» **Stored data entries**
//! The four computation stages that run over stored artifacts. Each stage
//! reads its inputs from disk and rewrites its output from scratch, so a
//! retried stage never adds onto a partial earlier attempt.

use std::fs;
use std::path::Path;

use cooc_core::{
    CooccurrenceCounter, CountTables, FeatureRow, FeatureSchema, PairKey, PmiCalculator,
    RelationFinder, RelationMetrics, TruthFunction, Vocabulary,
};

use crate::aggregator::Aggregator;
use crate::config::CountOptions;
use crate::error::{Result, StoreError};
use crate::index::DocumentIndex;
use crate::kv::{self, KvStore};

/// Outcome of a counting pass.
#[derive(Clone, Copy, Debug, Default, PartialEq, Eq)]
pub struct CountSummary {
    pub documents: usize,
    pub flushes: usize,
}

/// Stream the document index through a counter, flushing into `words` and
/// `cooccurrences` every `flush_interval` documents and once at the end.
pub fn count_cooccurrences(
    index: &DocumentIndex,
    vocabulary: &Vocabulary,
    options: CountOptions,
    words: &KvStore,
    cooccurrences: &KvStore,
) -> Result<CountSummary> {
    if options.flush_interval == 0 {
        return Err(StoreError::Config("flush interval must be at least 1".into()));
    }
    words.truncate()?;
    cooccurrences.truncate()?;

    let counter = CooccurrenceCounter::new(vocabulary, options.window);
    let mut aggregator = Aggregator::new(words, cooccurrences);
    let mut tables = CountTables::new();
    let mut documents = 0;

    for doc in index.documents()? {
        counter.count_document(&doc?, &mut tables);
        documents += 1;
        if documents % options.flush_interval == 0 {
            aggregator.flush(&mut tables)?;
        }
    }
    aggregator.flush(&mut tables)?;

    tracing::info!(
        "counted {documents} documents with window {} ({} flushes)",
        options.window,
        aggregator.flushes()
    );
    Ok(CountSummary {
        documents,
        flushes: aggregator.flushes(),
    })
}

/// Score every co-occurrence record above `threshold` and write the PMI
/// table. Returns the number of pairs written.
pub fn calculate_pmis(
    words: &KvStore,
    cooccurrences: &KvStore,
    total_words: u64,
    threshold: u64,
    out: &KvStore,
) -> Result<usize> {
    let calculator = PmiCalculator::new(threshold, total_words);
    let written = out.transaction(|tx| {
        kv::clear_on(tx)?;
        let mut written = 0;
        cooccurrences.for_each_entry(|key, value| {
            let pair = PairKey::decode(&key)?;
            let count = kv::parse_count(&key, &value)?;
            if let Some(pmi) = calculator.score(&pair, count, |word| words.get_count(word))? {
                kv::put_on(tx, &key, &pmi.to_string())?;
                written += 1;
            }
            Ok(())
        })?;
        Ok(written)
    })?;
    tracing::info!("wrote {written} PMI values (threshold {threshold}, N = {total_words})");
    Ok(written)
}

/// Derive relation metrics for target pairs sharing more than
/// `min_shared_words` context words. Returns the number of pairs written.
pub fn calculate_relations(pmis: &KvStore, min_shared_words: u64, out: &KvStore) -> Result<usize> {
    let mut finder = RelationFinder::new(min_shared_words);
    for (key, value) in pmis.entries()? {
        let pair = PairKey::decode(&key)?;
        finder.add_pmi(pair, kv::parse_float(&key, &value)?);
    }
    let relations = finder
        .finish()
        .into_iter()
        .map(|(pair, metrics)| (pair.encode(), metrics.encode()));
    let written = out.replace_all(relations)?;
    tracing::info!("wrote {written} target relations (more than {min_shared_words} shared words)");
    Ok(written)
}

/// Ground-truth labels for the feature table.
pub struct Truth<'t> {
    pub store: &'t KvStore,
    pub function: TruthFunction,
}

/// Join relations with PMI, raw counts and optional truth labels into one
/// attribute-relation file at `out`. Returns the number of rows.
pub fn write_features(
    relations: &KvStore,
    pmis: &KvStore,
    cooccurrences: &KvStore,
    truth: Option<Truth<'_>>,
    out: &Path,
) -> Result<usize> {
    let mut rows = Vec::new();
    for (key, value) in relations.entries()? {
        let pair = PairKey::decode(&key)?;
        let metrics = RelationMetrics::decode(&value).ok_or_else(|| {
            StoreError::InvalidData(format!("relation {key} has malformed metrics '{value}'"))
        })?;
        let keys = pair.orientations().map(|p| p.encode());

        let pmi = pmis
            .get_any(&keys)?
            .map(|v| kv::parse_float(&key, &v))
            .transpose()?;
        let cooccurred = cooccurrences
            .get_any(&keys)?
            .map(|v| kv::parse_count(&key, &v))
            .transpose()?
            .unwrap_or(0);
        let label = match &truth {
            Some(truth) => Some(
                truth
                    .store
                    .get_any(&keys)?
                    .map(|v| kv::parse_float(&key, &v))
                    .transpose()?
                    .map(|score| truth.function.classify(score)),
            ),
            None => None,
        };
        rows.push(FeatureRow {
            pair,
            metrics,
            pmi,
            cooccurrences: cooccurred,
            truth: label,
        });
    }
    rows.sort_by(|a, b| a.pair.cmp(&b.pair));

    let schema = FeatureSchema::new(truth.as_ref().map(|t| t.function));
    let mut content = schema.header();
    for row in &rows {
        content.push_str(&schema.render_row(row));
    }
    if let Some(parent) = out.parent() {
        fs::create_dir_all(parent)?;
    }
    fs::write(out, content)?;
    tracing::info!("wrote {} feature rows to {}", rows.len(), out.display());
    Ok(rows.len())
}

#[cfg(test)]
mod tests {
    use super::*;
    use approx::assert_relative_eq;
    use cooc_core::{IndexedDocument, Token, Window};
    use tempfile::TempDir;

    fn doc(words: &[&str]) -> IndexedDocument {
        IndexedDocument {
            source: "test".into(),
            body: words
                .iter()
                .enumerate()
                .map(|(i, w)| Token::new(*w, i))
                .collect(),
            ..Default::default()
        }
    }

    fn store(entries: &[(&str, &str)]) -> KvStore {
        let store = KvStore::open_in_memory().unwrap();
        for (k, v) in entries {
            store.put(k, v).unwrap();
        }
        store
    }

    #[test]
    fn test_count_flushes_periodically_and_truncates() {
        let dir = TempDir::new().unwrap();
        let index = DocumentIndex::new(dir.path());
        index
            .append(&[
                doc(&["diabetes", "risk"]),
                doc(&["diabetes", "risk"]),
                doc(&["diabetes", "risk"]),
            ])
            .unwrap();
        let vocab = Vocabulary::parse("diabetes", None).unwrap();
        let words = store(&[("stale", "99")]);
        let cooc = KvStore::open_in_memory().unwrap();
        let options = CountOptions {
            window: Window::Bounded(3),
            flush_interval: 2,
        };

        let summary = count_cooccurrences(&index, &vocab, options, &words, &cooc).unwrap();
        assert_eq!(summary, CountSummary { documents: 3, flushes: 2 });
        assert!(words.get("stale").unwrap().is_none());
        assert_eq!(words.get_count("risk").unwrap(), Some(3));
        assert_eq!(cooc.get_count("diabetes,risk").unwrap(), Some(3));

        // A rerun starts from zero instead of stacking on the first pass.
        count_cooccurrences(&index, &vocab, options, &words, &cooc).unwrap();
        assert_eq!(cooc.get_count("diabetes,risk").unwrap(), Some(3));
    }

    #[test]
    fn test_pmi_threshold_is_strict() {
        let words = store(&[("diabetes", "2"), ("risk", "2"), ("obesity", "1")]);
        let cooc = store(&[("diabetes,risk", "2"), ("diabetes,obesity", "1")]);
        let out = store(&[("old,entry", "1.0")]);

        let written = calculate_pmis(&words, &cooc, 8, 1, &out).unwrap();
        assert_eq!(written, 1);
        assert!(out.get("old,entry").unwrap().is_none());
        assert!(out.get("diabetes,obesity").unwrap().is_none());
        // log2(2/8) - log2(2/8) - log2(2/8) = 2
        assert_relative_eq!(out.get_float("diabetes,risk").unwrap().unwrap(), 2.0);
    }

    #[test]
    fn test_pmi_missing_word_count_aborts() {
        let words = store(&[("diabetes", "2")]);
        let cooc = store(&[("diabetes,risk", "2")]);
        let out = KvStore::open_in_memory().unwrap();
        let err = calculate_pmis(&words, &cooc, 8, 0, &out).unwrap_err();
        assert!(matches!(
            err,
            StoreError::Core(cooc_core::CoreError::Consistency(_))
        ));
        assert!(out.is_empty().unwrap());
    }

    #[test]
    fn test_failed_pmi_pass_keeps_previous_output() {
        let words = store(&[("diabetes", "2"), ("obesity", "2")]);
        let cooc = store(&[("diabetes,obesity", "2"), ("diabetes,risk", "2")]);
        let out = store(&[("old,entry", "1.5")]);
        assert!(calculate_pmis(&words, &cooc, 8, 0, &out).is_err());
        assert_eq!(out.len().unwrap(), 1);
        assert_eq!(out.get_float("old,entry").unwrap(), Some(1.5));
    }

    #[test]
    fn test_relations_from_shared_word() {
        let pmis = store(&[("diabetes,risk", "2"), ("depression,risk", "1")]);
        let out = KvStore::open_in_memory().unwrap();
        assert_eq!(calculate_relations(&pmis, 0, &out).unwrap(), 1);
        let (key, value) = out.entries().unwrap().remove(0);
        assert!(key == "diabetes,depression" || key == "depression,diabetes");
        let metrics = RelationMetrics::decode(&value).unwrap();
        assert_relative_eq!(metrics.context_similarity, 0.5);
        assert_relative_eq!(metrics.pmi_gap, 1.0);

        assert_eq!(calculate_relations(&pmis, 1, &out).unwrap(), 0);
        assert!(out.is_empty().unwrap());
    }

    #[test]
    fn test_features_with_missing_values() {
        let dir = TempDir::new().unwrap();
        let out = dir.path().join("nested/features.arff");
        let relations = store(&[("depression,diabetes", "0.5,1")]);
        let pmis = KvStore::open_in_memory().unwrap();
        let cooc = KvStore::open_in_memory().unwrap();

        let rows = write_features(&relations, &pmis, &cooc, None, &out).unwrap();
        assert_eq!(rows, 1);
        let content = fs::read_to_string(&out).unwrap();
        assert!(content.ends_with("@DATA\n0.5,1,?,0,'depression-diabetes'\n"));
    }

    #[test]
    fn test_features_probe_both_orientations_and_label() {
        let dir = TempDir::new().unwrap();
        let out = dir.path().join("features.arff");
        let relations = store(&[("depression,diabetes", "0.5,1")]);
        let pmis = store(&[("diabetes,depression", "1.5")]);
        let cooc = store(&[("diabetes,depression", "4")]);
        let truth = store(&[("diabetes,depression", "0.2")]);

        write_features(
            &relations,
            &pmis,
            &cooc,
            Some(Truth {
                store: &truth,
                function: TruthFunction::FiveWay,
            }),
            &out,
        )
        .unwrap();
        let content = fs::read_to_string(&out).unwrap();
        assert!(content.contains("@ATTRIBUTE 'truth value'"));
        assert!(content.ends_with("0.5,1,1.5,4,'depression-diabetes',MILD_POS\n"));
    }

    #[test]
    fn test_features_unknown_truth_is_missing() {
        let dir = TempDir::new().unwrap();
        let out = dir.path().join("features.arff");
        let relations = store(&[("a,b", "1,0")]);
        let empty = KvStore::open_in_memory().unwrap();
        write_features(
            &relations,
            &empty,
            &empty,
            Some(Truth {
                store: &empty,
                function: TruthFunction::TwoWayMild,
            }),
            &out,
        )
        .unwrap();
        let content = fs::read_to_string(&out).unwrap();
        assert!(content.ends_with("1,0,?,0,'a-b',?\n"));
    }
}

» **AIM OF THE TASK**
Supply the count of lines in the entries that include "StoreError", and no other text.

» **SOLUTION**
4